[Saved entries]

>>>

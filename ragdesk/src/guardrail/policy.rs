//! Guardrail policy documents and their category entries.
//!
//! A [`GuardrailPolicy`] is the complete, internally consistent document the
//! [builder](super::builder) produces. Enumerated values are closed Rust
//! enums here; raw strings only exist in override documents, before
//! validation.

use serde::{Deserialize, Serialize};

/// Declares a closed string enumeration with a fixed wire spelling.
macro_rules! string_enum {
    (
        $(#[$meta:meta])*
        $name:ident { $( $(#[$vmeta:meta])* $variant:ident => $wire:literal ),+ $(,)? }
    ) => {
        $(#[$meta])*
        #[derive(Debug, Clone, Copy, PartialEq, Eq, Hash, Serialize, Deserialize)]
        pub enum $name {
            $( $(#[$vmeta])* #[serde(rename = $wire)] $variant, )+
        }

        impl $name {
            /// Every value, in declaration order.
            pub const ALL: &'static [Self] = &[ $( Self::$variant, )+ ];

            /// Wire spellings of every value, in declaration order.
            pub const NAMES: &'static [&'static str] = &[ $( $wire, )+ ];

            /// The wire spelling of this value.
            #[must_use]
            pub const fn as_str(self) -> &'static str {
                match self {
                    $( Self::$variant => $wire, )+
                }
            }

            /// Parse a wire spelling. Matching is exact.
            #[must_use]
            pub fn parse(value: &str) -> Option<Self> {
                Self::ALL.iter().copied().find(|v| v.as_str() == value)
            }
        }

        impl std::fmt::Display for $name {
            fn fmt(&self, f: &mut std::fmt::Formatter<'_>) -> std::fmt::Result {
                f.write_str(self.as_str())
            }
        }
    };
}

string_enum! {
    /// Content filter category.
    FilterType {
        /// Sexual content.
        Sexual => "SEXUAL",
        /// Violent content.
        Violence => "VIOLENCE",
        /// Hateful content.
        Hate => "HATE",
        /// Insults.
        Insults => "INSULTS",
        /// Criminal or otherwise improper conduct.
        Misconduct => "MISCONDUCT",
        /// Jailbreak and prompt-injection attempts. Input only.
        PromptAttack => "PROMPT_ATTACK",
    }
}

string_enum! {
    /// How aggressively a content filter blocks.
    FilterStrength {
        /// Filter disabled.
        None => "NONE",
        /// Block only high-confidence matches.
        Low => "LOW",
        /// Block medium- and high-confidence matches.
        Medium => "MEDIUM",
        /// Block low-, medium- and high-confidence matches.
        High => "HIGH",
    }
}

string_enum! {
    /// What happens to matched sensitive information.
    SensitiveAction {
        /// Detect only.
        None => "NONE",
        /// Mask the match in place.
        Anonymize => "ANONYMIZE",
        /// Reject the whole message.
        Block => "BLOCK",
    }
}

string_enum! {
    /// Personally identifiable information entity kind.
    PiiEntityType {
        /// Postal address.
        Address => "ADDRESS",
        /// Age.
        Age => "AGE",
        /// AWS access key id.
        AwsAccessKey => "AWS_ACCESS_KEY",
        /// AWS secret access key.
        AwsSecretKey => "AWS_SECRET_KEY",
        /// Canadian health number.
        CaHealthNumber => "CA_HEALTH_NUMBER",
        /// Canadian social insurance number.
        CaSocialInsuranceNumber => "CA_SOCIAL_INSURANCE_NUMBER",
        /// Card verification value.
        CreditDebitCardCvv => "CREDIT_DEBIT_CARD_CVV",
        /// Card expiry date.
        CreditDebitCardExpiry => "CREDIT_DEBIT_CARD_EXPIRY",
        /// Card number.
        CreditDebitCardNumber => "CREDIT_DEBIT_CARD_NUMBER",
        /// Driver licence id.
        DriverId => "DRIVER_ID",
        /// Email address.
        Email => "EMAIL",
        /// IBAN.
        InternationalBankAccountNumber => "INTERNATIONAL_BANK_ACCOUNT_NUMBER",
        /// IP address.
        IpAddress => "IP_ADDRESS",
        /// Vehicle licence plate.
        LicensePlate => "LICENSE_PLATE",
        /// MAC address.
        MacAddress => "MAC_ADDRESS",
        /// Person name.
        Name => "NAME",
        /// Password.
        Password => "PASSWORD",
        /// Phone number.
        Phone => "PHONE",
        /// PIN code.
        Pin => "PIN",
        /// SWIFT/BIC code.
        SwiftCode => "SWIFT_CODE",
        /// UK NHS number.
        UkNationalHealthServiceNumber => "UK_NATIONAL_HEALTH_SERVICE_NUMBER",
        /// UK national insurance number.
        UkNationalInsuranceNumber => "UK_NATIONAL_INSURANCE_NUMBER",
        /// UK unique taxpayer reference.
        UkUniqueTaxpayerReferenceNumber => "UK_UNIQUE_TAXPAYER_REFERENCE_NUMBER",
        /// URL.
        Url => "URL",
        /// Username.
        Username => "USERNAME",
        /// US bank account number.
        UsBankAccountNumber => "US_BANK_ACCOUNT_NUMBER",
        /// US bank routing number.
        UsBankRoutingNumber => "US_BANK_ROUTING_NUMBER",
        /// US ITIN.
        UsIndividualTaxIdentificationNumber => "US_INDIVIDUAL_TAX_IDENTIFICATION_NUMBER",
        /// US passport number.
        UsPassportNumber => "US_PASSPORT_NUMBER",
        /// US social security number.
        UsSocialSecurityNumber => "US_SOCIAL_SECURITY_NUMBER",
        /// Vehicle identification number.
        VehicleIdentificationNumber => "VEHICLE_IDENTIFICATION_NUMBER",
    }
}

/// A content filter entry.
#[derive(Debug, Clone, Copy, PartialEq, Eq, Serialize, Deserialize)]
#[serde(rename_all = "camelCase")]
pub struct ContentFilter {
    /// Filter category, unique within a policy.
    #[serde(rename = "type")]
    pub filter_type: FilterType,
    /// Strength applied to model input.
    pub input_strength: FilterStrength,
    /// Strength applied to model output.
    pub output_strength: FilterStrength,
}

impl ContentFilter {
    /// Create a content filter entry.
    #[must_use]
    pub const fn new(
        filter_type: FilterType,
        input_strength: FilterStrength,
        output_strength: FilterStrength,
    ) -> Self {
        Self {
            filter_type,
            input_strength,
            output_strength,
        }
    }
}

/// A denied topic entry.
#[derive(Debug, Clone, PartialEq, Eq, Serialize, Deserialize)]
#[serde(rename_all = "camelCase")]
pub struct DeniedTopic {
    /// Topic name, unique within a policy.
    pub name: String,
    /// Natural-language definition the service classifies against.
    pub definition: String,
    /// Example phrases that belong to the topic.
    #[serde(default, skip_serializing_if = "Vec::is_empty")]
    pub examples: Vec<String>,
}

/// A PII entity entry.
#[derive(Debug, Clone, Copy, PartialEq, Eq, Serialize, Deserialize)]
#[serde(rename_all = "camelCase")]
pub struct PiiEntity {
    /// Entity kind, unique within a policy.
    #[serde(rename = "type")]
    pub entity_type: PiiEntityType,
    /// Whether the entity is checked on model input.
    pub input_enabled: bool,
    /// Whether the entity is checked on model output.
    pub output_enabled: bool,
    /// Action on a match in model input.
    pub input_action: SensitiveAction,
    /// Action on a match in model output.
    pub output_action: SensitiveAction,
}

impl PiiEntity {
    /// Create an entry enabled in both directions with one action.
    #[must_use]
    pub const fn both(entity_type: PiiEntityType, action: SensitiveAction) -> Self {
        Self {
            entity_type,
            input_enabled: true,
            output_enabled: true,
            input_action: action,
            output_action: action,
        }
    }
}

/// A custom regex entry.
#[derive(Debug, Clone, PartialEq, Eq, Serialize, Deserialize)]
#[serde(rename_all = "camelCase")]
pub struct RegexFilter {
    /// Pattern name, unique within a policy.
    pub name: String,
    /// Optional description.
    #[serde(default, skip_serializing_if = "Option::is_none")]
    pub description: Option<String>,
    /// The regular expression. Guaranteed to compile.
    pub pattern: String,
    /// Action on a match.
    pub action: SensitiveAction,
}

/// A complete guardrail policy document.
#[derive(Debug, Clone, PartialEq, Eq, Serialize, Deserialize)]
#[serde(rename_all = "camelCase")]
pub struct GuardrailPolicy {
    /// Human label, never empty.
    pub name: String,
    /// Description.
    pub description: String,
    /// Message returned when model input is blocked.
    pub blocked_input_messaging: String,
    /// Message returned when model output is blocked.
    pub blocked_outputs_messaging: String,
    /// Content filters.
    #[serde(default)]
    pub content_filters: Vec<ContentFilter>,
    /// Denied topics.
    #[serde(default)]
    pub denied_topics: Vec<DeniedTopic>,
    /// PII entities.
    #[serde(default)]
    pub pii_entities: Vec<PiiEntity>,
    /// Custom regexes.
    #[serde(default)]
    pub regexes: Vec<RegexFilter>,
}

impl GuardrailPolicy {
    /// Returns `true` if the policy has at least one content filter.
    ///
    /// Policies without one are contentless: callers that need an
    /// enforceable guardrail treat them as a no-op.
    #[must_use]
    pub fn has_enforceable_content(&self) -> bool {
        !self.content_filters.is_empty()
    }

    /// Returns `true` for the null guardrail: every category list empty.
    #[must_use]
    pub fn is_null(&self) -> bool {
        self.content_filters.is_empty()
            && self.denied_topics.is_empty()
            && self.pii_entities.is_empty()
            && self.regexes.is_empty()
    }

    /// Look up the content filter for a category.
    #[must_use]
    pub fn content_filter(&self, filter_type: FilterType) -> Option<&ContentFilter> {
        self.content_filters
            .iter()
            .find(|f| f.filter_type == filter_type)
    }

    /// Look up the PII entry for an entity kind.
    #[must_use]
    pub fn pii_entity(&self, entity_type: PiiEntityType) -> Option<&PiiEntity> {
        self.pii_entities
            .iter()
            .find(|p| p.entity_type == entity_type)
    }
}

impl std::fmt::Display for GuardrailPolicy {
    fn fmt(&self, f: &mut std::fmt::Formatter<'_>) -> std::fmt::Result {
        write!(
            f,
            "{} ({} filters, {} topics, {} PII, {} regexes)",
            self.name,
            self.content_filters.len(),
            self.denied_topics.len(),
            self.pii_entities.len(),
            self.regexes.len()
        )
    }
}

<<<
>>>

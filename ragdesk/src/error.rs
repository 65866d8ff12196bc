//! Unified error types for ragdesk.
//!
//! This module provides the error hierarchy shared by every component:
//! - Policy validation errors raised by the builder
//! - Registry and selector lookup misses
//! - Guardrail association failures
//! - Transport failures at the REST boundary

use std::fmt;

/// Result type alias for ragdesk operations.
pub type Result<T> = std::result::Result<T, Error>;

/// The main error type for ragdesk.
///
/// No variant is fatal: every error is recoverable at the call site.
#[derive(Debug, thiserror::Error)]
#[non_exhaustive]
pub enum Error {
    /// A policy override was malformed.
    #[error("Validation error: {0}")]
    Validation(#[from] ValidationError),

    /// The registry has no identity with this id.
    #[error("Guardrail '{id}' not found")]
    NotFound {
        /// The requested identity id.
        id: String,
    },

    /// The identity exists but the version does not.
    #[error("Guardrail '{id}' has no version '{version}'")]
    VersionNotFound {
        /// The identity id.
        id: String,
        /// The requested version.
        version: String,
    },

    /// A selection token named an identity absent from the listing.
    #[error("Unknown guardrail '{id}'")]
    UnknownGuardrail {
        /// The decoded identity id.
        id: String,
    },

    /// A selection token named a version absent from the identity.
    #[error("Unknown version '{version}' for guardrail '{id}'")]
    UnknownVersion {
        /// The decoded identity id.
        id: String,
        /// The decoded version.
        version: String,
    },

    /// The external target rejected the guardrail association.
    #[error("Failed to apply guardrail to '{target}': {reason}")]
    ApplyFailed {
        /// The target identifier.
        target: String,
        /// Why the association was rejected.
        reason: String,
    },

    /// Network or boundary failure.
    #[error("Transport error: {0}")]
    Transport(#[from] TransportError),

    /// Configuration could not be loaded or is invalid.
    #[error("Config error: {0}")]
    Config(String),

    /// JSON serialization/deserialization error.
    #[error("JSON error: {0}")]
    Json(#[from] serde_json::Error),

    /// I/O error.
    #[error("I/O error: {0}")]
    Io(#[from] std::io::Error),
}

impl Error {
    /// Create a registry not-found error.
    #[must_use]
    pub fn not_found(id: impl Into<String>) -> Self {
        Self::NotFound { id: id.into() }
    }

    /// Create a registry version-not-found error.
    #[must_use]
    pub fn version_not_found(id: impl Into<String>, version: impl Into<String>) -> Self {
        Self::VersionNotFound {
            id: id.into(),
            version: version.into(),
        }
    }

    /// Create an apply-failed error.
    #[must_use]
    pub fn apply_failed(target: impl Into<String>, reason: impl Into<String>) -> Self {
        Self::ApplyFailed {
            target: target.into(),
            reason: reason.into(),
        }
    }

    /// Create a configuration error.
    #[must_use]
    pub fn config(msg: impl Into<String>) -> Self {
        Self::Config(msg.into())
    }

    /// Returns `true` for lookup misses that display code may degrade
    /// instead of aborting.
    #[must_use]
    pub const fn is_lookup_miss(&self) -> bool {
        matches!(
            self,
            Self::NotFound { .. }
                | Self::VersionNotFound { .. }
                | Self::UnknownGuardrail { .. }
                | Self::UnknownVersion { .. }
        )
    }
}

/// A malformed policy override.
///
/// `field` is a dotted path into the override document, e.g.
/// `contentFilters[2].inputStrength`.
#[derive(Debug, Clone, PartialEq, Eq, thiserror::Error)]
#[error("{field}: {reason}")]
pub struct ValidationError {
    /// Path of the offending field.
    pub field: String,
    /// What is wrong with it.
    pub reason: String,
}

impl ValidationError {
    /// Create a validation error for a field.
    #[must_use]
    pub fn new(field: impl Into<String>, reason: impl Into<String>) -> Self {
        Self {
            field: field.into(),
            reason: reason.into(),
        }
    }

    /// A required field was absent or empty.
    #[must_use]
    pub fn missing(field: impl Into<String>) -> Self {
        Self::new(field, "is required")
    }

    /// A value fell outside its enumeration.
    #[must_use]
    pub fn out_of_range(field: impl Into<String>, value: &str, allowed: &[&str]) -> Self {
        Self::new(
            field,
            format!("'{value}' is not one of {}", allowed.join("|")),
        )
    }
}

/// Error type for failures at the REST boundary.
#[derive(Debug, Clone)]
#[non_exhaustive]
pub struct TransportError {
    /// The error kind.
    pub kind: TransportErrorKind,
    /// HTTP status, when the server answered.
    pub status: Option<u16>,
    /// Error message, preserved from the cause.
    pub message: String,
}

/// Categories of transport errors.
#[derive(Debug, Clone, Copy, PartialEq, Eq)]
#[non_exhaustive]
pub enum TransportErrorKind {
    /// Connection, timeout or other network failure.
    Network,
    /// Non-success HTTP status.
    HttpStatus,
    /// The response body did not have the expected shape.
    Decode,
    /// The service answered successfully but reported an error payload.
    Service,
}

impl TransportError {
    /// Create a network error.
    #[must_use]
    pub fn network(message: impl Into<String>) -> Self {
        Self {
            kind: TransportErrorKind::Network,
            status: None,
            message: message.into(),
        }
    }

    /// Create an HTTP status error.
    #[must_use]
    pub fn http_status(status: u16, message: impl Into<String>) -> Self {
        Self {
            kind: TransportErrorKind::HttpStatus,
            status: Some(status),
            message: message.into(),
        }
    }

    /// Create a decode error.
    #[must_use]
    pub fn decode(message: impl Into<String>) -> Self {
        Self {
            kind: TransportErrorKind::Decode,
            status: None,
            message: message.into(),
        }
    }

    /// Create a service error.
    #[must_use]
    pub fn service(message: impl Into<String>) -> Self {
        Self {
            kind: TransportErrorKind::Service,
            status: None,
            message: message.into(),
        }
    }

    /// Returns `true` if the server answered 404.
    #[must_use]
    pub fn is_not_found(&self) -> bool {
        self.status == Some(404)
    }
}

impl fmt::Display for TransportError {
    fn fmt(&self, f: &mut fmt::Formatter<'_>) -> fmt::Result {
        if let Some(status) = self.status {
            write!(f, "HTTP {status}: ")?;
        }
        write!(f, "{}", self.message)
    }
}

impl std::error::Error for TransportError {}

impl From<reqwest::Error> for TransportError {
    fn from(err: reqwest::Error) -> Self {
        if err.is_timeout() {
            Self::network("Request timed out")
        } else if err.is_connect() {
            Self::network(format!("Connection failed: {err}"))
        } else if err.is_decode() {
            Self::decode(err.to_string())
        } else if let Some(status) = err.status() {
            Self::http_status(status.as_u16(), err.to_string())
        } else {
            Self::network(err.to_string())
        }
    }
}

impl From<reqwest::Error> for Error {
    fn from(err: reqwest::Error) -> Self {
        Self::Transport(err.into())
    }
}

<<<

Problem statement:
Search the data and copy each line containing "regexes".

Solution for this exercise:
    /// Custom regexes.
    pub regexes: Vec<RegexFilter>,
            && self.regexes.is_empty()
            "{} ({} filters, {} topics, {} PII, {} regexes)",
            self.regexes.len()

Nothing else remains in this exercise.